**To do:**
From the entries below, extract every line that includes the word "LocalPdf".

**Excerpted records:**
============
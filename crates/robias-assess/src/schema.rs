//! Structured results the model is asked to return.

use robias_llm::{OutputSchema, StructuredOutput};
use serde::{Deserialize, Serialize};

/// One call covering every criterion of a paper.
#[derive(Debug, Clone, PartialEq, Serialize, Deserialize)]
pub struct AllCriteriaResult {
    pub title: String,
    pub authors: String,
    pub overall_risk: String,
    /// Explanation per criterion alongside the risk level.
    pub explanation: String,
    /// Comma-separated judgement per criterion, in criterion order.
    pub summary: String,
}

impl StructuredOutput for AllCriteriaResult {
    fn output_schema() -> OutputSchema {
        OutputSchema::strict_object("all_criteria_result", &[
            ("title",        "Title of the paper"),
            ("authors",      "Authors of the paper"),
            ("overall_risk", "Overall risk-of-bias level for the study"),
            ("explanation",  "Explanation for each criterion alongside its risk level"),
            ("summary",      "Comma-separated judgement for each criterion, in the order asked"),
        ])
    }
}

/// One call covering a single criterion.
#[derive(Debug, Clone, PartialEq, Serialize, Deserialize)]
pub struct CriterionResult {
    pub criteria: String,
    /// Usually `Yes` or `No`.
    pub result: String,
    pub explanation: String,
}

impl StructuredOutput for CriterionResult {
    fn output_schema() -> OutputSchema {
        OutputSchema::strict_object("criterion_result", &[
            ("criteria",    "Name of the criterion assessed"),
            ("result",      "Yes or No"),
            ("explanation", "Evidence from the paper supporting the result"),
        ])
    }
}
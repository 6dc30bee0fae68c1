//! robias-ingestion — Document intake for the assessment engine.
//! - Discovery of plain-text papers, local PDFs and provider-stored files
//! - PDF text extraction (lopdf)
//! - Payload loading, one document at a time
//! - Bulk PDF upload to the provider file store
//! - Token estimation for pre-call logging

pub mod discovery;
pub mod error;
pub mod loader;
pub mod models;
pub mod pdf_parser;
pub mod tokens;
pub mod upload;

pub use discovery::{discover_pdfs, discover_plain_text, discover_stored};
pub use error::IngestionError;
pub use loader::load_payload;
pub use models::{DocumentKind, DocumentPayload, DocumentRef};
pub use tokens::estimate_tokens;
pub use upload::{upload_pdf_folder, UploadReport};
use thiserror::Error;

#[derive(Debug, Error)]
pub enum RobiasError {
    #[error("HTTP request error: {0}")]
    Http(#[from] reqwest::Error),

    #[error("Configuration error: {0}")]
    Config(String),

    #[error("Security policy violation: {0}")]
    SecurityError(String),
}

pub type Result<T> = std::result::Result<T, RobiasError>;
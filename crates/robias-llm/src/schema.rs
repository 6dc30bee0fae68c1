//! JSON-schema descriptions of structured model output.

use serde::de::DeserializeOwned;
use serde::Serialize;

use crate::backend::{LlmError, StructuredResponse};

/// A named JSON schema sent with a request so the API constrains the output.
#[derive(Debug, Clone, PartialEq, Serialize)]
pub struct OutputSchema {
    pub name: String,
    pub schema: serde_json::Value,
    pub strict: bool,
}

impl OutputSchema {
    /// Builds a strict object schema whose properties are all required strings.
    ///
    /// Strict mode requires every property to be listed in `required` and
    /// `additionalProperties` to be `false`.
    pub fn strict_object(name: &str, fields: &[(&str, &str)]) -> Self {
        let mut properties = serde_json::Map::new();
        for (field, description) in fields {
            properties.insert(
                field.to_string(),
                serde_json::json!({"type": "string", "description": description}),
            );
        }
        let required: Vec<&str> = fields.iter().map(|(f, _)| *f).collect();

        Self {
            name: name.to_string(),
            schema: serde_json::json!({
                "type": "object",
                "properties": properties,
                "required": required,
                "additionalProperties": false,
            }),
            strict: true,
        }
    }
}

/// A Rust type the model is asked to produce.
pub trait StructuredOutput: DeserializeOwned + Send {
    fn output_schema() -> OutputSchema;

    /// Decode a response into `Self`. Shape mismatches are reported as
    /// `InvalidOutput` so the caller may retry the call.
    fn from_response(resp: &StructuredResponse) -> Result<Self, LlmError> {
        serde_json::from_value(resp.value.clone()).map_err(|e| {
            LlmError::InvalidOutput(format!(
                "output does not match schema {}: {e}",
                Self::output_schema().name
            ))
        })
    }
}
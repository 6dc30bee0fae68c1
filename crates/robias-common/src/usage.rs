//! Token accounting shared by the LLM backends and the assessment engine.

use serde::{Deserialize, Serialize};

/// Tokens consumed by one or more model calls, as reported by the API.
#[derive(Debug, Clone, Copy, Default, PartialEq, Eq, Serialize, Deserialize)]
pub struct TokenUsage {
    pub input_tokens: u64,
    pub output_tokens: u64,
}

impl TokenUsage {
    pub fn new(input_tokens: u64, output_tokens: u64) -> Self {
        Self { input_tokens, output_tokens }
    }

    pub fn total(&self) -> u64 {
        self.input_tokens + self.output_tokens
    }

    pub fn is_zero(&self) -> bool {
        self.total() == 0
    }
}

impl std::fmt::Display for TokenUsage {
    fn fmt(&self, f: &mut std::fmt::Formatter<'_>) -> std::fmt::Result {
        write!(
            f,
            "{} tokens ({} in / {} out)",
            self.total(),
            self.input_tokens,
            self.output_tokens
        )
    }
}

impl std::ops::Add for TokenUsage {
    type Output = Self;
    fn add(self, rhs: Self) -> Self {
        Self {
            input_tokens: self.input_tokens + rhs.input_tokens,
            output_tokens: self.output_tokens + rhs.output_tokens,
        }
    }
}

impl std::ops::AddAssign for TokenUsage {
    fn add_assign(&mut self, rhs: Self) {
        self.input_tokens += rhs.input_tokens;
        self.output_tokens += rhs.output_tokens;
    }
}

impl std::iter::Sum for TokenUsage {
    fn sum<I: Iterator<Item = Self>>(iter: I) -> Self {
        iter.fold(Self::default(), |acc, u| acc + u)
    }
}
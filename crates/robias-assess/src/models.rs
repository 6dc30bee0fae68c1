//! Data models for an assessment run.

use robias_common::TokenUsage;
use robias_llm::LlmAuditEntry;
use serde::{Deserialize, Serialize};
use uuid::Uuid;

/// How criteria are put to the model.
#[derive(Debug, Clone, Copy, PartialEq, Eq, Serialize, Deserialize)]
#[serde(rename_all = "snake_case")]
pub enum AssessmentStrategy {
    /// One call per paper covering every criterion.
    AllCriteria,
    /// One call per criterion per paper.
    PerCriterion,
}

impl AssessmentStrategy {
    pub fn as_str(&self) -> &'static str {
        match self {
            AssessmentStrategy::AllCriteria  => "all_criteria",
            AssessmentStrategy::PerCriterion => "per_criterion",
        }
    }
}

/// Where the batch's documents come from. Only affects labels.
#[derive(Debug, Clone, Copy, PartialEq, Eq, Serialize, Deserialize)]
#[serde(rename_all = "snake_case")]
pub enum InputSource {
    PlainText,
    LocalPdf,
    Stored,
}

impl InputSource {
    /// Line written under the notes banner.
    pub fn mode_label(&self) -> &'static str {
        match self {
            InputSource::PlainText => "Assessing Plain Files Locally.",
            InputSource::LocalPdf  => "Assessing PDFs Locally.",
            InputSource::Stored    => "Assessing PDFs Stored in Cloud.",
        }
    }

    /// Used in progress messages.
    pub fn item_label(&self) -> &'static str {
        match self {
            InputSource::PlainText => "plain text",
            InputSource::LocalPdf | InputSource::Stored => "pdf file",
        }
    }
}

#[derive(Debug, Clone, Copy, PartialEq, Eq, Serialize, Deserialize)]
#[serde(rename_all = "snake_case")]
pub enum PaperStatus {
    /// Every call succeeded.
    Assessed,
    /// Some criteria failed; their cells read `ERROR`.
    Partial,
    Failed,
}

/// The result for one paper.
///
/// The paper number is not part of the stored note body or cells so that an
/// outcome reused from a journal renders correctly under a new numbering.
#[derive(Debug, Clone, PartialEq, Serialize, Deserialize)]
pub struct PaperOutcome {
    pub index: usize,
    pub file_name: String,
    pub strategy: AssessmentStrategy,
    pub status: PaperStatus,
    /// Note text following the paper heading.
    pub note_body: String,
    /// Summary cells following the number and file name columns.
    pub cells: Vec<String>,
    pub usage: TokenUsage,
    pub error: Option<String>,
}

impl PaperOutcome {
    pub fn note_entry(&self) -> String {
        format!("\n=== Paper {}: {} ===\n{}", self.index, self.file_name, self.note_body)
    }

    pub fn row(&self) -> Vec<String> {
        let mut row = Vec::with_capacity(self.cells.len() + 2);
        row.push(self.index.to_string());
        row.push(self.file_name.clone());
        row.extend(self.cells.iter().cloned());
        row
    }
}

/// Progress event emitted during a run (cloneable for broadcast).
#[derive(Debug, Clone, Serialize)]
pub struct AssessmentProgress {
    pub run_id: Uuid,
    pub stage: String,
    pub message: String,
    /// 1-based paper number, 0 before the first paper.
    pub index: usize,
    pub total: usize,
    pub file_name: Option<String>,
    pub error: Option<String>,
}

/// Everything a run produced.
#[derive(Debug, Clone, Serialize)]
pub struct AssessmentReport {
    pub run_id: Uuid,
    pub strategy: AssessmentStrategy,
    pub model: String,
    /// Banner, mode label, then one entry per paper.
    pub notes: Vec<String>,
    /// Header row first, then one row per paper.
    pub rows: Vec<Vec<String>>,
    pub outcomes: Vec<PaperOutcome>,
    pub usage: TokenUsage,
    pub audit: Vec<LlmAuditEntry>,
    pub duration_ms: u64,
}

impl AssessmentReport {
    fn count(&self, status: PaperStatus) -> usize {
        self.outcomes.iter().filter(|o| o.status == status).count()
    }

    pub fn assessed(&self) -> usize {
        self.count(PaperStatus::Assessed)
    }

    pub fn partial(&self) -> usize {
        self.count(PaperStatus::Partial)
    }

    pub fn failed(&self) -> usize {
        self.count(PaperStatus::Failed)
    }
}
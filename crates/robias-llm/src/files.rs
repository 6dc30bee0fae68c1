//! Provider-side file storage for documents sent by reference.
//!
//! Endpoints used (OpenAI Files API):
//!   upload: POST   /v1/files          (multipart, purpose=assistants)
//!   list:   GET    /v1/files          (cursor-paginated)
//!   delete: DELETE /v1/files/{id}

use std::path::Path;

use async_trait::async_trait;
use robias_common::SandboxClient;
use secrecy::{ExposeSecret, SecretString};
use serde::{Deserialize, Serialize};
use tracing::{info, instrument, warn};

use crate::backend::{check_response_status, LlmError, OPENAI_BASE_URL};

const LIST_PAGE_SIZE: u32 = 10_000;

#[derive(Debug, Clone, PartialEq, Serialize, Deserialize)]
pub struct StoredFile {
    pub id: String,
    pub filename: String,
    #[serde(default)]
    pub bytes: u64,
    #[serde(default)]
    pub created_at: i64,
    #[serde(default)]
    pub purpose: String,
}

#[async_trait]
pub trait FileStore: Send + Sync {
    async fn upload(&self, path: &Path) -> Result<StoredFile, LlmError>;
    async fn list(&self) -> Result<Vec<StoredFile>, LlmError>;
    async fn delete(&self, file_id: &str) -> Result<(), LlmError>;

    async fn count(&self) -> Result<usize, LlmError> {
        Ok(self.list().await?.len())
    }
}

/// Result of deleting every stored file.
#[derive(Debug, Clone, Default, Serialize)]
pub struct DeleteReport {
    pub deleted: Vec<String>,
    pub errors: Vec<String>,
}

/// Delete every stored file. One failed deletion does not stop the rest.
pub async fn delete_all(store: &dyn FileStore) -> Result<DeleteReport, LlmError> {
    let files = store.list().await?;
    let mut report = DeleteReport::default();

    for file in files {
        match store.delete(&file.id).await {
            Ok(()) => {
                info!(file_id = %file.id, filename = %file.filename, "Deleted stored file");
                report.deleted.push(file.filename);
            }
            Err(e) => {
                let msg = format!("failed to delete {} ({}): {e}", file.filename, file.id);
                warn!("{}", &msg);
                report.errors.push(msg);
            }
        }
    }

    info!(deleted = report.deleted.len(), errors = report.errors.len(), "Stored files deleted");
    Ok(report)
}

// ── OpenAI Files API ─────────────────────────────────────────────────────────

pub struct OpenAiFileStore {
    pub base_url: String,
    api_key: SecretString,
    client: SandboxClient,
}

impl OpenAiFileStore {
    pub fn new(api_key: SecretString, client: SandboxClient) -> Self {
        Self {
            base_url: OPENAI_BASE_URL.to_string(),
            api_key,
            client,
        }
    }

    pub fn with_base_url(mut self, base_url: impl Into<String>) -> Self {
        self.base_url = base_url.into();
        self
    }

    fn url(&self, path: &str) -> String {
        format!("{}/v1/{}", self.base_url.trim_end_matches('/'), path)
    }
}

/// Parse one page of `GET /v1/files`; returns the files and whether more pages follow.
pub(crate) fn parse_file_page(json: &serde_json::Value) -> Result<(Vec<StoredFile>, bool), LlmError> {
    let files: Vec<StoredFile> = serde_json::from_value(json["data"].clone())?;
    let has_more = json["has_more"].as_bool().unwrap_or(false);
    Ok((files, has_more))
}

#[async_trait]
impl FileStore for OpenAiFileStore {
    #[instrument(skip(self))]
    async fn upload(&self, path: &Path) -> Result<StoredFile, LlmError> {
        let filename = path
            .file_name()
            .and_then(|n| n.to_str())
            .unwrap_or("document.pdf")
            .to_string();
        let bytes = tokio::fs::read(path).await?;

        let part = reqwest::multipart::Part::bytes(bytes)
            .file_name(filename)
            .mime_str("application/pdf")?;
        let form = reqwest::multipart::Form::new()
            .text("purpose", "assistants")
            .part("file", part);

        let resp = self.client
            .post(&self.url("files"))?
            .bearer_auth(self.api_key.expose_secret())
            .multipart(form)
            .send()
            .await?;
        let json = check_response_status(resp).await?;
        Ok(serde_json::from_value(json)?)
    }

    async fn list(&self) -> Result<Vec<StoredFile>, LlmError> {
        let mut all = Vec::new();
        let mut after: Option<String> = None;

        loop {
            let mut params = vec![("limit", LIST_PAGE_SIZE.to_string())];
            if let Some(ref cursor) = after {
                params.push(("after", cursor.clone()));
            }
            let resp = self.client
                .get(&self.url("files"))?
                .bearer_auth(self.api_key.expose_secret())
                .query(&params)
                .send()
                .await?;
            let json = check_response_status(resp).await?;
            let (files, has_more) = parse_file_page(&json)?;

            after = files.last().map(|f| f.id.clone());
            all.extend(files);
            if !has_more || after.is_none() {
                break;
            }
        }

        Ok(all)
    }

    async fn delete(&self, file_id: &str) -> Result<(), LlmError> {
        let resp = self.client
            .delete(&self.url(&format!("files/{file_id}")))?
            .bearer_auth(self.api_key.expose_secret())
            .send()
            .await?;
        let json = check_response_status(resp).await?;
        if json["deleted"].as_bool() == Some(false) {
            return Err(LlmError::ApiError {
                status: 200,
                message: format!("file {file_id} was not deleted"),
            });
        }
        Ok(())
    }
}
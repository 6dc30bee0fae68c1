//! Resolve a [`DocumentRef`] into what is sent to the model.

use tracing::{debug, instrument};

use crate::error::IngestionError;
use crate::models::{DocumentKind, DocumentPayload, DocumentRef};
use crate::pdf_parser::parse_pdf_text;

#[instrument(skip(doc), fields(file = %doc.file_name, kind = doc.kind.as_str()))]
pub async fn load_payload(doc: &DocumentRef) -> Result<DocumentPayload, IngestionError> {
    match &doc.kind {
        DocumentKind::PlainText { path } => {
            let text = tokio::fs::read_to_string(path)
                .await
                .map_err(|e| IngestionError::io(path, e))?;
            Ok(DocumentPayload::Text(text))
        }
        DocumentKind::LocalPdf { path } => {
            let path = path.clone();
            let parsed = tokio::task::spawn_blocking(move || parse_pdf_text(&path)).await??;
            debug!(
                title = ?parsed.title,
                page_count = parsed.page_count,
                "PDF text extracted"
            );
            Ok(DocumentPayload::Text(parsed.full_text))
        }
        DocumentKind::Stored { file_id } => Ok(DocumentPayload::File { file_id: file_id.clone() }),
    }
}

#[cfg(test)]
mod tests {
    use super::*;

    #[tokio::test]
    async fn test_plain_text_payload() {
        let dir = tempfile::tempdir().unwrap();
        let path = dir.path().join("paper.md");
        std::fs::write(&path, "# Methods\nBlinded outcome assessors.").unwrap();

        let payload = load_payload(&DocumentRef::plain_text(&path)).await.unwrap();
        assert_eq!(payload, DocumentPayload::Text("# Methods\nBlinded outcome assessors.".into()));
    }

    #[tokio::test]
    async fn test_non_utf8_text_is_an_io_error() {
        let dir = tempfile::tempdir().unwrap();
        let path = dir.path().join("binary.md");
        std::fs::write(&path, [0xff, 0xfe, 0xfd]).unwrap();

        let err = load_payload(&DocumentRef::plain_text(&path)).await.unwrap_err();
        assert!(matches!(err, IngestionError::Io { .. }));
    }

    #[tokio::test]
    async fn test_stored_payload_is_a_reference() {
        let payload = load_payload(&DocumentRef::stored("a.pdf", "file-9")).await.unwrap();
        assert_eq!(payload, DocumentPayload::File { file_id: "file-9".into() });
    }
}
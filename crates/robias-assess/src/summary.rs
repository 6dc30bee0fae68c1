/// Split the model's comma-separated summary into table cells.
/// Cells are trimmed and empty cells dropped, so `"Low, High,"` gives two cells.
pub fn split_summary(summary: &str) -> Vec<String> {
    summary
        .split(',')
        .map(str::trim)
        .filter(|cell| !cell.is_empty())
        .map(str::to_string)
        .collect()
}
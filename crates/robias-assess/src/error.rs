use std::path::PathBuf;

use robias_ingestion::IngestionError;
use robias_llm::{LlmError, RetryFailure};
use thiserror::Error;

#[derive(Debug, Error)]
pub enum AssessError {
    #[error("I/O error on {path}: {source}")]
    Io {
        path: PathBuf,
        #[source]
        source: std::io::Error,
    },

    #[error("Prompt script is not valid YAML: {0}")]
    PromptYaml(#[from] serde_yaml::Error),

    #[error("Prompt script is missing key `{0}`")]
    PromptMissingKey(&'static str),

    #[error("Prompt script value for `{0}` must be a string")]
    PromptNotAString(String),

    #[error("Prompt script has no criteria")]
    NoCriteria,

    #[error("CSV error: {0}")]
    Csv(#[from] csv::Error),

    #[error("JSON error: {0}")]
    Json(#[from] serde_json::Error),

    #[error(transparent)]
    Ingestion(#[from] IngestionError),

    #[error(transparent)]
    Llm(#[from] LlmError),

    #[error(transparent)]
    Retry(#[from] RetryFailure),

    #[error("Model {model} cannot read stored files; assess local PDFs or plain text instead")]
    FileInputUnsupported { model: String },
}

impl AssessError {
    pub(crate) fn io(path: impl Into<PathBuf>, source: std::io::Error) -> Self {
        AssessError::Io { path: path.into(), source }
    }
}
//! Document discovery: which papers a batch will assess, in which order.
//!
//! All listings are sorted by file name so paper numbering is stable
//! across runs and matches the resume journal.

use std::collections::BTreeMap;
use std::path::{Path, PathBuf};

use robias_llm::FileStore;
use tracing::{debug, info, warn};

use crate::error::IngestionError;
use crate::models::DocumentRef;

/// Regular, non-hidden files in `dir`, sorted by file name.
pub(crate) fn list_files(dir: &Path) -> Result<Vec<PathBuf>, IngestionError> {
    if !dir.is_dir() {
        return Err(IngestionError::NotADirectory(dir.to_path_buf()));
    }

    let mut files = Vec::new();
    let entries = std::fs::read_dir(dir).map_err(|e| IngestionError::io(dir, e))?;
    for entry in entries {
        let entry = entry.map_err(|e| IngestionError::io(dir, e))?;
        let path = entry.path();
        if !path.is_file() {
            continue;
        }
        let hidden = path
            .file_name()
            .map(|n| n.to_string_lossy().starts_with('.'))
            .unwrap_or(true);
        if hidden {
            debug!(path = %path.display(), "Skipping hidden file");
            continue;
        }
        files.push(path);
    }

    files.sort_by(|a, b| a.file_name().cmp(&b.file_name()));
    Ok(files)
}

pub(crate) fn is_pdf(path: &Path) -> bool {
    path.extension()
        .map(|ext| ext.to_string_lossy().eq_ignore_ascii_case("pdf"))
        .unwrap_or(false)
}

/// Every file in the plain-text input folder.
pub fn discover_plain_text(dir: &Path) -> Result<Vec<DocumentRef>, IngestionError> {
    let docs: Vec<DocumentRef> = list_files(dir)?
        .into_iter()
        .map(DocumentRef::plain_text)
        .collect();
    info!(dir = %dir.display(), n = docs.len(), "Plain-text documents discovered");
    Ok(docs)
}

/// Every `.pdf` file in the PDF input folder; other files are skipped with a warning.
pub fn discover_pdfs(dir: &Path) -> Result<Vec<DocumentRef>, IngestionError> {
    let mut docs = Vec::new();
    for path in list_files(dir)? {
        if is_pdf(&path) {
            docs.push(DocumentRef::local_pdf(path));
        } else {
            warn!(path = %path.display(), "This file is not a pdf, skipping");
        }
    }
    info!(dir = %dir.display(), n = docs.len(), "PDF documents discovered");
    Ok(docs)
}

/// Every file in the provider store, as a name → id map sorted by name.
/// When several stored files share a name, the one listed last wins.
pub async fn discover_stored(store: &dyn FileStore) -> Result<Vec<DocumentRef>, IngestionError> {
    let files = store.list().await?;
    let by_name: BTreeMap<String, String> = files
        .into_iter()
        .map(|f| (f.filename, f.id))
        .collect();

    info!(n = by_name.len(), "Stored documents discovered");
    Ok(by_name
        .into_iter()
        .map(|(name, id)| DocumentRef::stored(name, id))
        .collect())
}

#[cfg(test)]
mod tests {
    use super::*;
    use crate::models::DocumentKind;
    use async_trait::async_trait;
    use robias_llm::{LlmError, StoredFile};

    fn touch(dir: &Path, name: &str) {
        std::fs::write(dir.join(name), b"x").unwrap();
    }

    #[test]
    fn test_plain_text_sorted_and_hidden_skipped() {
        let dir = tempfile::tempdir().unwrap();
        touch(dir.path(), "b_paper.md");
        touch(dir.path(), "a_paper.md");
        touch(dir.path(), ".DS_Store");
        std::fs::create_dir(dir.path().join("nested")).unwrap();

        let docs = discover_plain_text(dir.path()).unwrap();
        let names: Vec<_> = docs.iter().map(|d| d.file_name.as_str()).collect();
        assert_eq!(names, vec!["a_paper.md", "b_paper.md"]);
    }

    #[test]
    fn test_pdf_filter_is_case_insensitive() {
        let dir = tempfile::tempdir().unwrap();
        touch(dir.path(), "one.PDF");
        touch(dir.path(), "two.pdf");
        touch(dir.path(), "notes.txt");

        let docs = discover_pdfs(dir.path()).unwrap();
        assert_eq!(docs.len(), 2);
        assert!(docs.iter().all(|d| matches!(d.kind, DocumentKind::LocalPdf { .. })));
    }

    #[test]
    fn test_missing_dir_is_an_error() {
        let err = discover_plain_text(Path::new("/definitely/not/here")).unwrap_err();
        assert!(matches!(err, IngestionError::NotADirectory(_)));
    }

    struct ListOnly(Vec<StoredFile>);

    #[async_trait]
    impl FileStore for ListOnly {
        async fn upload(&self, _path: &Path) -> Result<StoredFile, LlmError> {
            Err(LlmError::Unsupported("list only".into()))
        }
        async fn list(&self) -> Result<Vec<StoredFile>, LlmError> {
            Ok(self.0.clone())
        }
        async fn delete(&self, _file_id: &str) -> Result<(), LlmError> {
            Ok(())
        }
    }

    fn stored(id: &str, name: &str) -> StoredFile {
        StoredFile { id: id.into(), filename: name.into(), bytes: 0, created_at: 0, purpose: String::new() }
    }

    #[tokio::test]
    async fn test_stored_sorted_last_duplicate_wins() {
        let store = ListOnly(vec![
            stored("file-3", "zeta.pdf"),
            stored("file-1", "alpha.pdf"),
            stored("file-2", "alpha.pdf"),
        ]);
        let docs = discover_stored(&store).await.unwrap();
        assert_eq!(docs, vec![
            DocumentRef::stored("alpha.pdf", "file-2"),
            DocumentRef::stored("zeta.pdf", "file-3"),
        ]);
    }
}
============
**Your solution:**
    LocalPdf,
            InputSource::LocalPdf  => "Assessing PDFs Locally.",
            InputSource::LocalPdf | InputSource::Stored => "pdf file",
        DocumentKind::LocalPdf { path } => {
        assert!(docs.iter().all(|d| matches!(d.kind, DocumentKind::LocalPdf { .. })));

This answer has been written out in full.